Ангирасы вновь упоминаются в стихе IV.3.11, и некоторые строки, предшествующие этому отрывку, заслуживают внимания, ибо следует постоянно помнить, что ни один стих Ригведы не может быть правильно понят вне его контекста, вне его места в общей мысли гимна, без учета всего того, что ему предшествует и что за ним следует. Гимн начинается с призыва к людям сотворить Агни, который совершает жертвоприношение в истине, сотворить Агни в его форме золотого света (hiraṇyarūpam – золото всегда символизирует солнечный свет Истины, ṛtaṁ jyotiḥ), прежде чем сможет возникнуть Неведение, purā tanayitnor acittāt (IV.3.1). Бога просят пробудиться к труду человека и пробудить истину в нем, поскольку сам бог есть «Истинно-сознательный, кто верно утверждает мысль», ṛtasya bodhi ṛtacit svādhīḥ (IV.3.4), – ибо вся ложь есть всего лишь Истина, помещенная не на должное место. Он должен передать или вверить все недостатки, грехи и пороки человеческой природы различным божествам или энергиям Божественного Существа, дабы устранить их и дабы человек наконец-то предстал безупречным пред Бесконечной Матерью – aditaye anāgasaḥ (I.24.15) – или для беспредельного существования, как сказано в другом месте.
Затем в девятом и в десятом стихах мы встречаем, хоть и выраженную в разных формулах, идею единого человеческого и божественного существования, Дити и Адити, при этом последнее дает основание, управляет и наполняет собою первое. «Истину, управляемую Истиной, я жажду (т. е. человеческую – божественной), вместе неготовый продукт Коровы и ее готовый медовый продукт (вновь несовершенные человеческие и совершенные, благодатные божественные плоды универсального сознания и бытия); она (корова), будучи черной (темное, разделенное существование, Дити), напитывается сияющими водами основания, водами соединенных потоков (jāmaryeṇa payasā).
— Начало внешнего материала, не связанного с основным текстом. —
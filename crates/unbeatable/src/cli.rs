//! Command-line interface for unbeatable.

use clap::{Parser, Subcommand, ValueEnum};
use unbeatable_core::Side;

/// Unbeatable - tic-tac-toe against a computer that never loses
#[derive(Parser, Debug)]
#[command(name = "unbeatable")]
#[command(about = "Tic-tac-toe against a perfect-play computer opponent", long_about = None)]
#[command(version)]
pub struct Cli {
    /// Subcommand to run
    #[command(subcommand)]
    pub command: Command,
}

/// Available commands
#[derive(Subcommand, Debug)]
pub enum Command {
    /// Play in the terminal UI
    Play {
        /// Path to the TOML config file (defaults are used if it doesn't exist)
        #[arg(short, long, default_value = "unbeatable.toml")]
        config: std::path::PathBuf,
    },

    /// Print the best move for a position
    Suggest {
        /// Board in row-major notation, e.g. "X../.O./..X" (X player, O computer, . empty)
        board: String,

        /// Side to move (inferred from the mark counts if omitted)
        #[arg(short, long, value_enum)]
        side: Option<SideArg>,
    },

    /// Play every possible human line against the engine and report the results
    Verify,
}

/// Side selector for the command line.
#[derive(Debug, Clone, Copy, PartialEq, Eq, ValueEnum)]
pub enum SideArg {
    /// The human player (X)
    Player,
    /// The computer (O)
    Ai,
}

impl From<SideArg> for Side {
    fn from(arg: SideArg) -> Self {
        match arg {
            SideArg::Player => Side::Player,
            SideArg::Ai => Side::Ai,
        }
    }
}

#[cfg(test)]
mod tests {
    use super::*;

    #[test]
    fn test_cli_is_well_formed() {
        use clap::CommandFactory;
        Cli::command().debug_assert();
    }

    #[test]
    fn test_parse_suggest_with_side() {
        let cli = Cli::try_parse_from(["unbeatable", "suggest", "X../.../...", "--side", "ai"])
            .unwrap();
        match cli.command {
            Command::Suggest { board, side } => {
                assert_eq!(board, "X../.../...");
                assert_eq!(side.map(Side::from), Some(Side::Ai));
            }
            other => panic!("unexpected command {other:?}"),
        }
    }

    #[test]
    fn test_play_uses_default_config_path() {
        let cli = Cli::try_parse_from(["unbeatable", "play"]).unwrap();
        match cli.command {
            Command::Play { config } => assert_eq!(config, std::path::PathBuf::from("unbeatable.toml")),
            other => panic!("unexpected command {other:?}"),
        }
    }
}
Благодаря Истине Агни, Бык, Муж, окропленный водой ее планов, не дрогнув, располагает все по порядку, утверждая ширь (широкое пространство или проявление); пестрый Бык выдаивает чистое сияющее вымя». Символическое противопоставление сияющей светлой чистоты Единого, кто есть источник, обитель, основа сущего, и многоцветной пестроты Жизни, проявленной в тройственном мире, довольно часто встречается в Веде; поэтому этот образ пестрого Быка и чистого сияющего вымени, или источника вод, лишь повторяет, подобно другим образам, идею множественных проявлений человеческой жизни, которые становятся очищенными, сгармонизированными в своих действиях, когда питаются водами Истины и Бесконечности.